The BRCA1/2 gene is important for assessing the risk of familial/hereditary ovarian cancer (OC). This case is a patient with OC, and two of her immediate family members are cancer patients. We sequenced the coding and splicing regions of 42 OC susceptibility genes, and found a rare pathogenic splicing mutation BRCA1:c.132C > T (p.cys44 =) in 2 patients. Although the mutation is synonymous, software prediction and functional verification have shown that it affects alternative splicing and leads to frameshift mutations (c.131_134del). Chromosome microarray analysis of the tissue samples revealed the presence of a BRCA1 gene deletion with a fragment size of 1.42 Mb and an HRD score of 71. In addition, the proband showed a sensitive response to platinum treatment. This case suggests the clinical significance of OC susceptibility genes sequencing and HRD scoring in screening hereditary OC families.

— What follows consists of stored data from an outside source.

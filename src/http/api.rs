//! Owner API under `/api`.
//!
//! Every handler takes [`SignedIn`], so anonymous requests are rejected with
//! `401` before any store access.

use axum::{
    extract::{Path, State},
    http::StatusCode,
    response::{IntoResponse, Response},
    routing::{get, patch, post},
    Json, Router,
};
use serde::{Deserialize, Serialize};
use uuid::Uuid;

use crate::http::response::{bad_request, not_found};
use crate::http::server::AppState;
use crate::profiles::onboarding::{next_step, NextStep};
use crate::profiles::username::check_availability;
use crate::profiles::{Photo, Profile};
use crate::session::SignedIn;

#[derive(Debug, Serialize)]
pub struct MeResponse {
    pub profile: Profile,
    pub next_step: NextStep,
}

#[derive(Debug, Deserialize)]
pub struct ReorderRequest {
    pub photo_ids: Vec<Uuid>,
}

/// Absent fields are left unchanged. An empty caption clears it.
#[derive(Debug, Default, Deserialize)]
pub struct UpdatePhotoRequest {
    #[serde(default)]
    pub is_visible: Option<bool>,
    #[serde(default)]
    pub caption: Option<String>,
}

pub fn setup_api_router() -> Router<AppState> {
    Router::new()
        .route("/api/me", get(me))
        .route("/api/usernames/{username}", get(username_availability))
        .route("/api/photos", get(list_photos))
        .route("/api/photos/reorder", post(reorder_photos))
        .route("/api/photos/{id}", patch(update_photo).delete(delete_photo))
}

pub async fn me(State(state): State<AppState>, SignedIn(profile_id): SignedIn) -> Response {
    match state.profiles.profile_by_id(profile_id).await {
        Ok(Some(profile)) => Json(MeResponse {
            next_step: next_step(&profile),
            profile,
        })
        .into_response(),
        // Session outlived its profile.
        Ok(None) => not_found(),
        Err(e) => e.into_response(),
    }
}

pub async fn username_availability(
    State(state): State<AppState>,
    SignedIn(_): SignedIn,
    Path(username): Path<String>,
) -> Response {
    match check_availability(state.profiles.as_ref(), &username).await {
        Ok(availability) => Json(availability).into_response(),
        Err(e) => e.into_response(),
    }
}

pub async fn list_photos(
    State(state): State<AppState>,
    SignedIn(owner): SignedIn,
) -> Result<Json<Vec<Photo>>, Response> {
    state
        .catalog
        .list(owner)
        .await
        .map(Json)
        .map_err(IntoResponse::into_response)
}

pub async fn reorder_photos(
    State(state): State<AppState>,
    SignedIn(owner): SignedIn,
    Json(request): Json<ReorderRequest>,
) -> Result<Json<Vec<Photo>>, Response> {
    state
        .catalog
        .reorder(owner, &request.photo_ids)
        .await
        .map(Json)
        .map_err(IntoResponse::into_response)
}

pub async fn update_photo(
    State(state): State<AppState>,
    SignedIn(owner): SignedIn,
    Path(photo_id): Path<Uuid>,
    Json(request): Json<UpdatePhotoRequest>,
) -> Response {
    if request.is_visible.is_none() && request.caption.is_none() {
        return bad_request("nothing to update");
    }

    match state
        .catalog
        .update_photo(owner, photo_id, request.is_visible, request.caption.as_deref())
        .await
    {
        Ok(photo) => Json(photo).into_response(),
        Err(e) => e.into_response(),
    }
}

pub async fn delete_photo(
    State(state): State<AppState>,
    SignedIn(owner): SignedIn,
    Path(photo_id): Path<Uuid>,
) -> Response {
    match state.catalog.delete(owner, photo_id).await {
        Ok(()) => StatusCode::NO_CONTENT.into_response(),
        Err(e) => e.into_response(),
    }
}
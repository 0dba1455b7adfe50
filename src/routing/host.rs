//! Hostname parsing helpers.
//!
//! Small pure functions shared by the classifier and config validation.
//! None of them allocate more than the normalized host string.

/// Longest label DNS allows.
const MAX_LABEL_LEN: usize = 63;

/// Strip a `:port` suffix. Bracketed IPv6 literals keep their brackets.
pub fn strip_port(host: &str) -> &str {
    if host.starts_with('[') {
        return match host.find(']') {
            Some(end) => &host[..=end],
            None => host,
        };
    }

    match host.find(':') {
        Some(idx) => &host[..idx],
        None => host,
    }
}

/// Trim whitespace, drop the port and one trailing dot, lower-case.
pub fn normalize_host(host: &str) -> String {
    let host = strip_port(host.trim());
    let host = host.strip_suffix('.').unwrap_or(host);
    host.to_ascii_lowercase()
}

/// Split a normalized host into labels. Empty labels are kept so callers
/// can reject hosts like `a..example.com`.
pub fn split_labels(host: &str) -> Vec<&str> {
    if host.is_empty() {
        return Vec::new();
    }
    host.split('.').collect()
}

/// A label usable as a tenant key: 1 to 63 characters of ASCII letters,
/// digits, `-` or `_`, with at least one letter or digit.
pub fn is_valid_label(label: &str) -> bool {
    !label.is_empty()
        && label.len() <= MAX_LABEL_LEN
        && label
            .bytes()
            .all(|b| b.is_ascii_alphanumeric() || b == b'-' || b == b'_')
        && label.bytes().any(|b| b.is_ascii_alphanumeric())
}
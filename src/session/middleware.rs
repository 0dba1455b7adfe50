//! Session middleware.
//! Resolves the viewer for every request; never rejects.

use axum::{
    body::Body,
    extract::State,
    http::{header, HeaderMap, Request},
    middleware::Next,
    response::Response,
};

use crate::http::server::AppState;
use crate::session::Viewer;

/// Cookie carrying the session token when no bearer token is sent.
pub const SESSION_COOKIE: &str = "portfolio_session";

/// Extract the session token: `Authorization: Bearer` first, then the
/// session cookie.
pub fn session_token(headers: &HeaderMap) -> Option<&str> {
    let bearer = headers
        .get(header::AUTHORIZATION)
        .and_then(|v| v.to_str().ok())
        .and_then(|v| v.strip_prefix("Bearer "))
        .map(str::trim)
        .filter(|t| !t.is_empty());

    bearer.or_else(|| {
        headers
            .get_all(header::COOKIE)
            .iter()
            .filter_map(|v| v.to_str().ok())
            .flat_map(|v| v.split(';'))
            .filter_map(|pair| pair.trim().split_once('='))
            .find(|(name, _)| *name == SESSION_COOKIE)
            .map(|(_, value)| value.trim())
            .filter(|t| !t.is_empty())
    })
}

pub async fn session_middleware(
    State(state): State<AppState>,
    mut req: Request<Body>,
    next: Next,
) -> Response {
    let token = session_token(req.headers()).map(str::to_owned);
    let viewer = match token {
        Some(token) => match state.sessions.profile_for_token(&token).await {
            Some(profile_id) => Viewer::Signed { profile_id },
            None => {
                tracing::debug!("Unknown session token, treating request as anonymous");
                Viewer::Anonymous
            }
        },
        None => Viewer::Anonymous,
    };

    req.extensions_mut().insert(viewer);
    next.run(req).await
}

BRCA1/2 基因对于评估家族性/遗传性卵巢癌 (OC) 的风险很重要。这个病例是一个OC患者，她的两个直系亲属都是癌症患者。我们对42个OC易感基因的编码和剪接区进行了测序，发现了一个罕见的致病性剪接突变BRCA1:c.132C >  T(p.cys44 =) 2 名患者。尽管突变是同义词，但软件预测和功能验证表明它会影响选择性剪接并导致移码突变（c.131_134del）。组织样本的染色体微阵列分析显示存在 BRCA1 基因缺失，片段大小为 1.42 Mb，HRD 评分为 71。此外，先证者对铂治疗表现出敏感反应。本病例提示OC易感基因测序和HRD评分在筛查遗传性OC家族中的临床意义。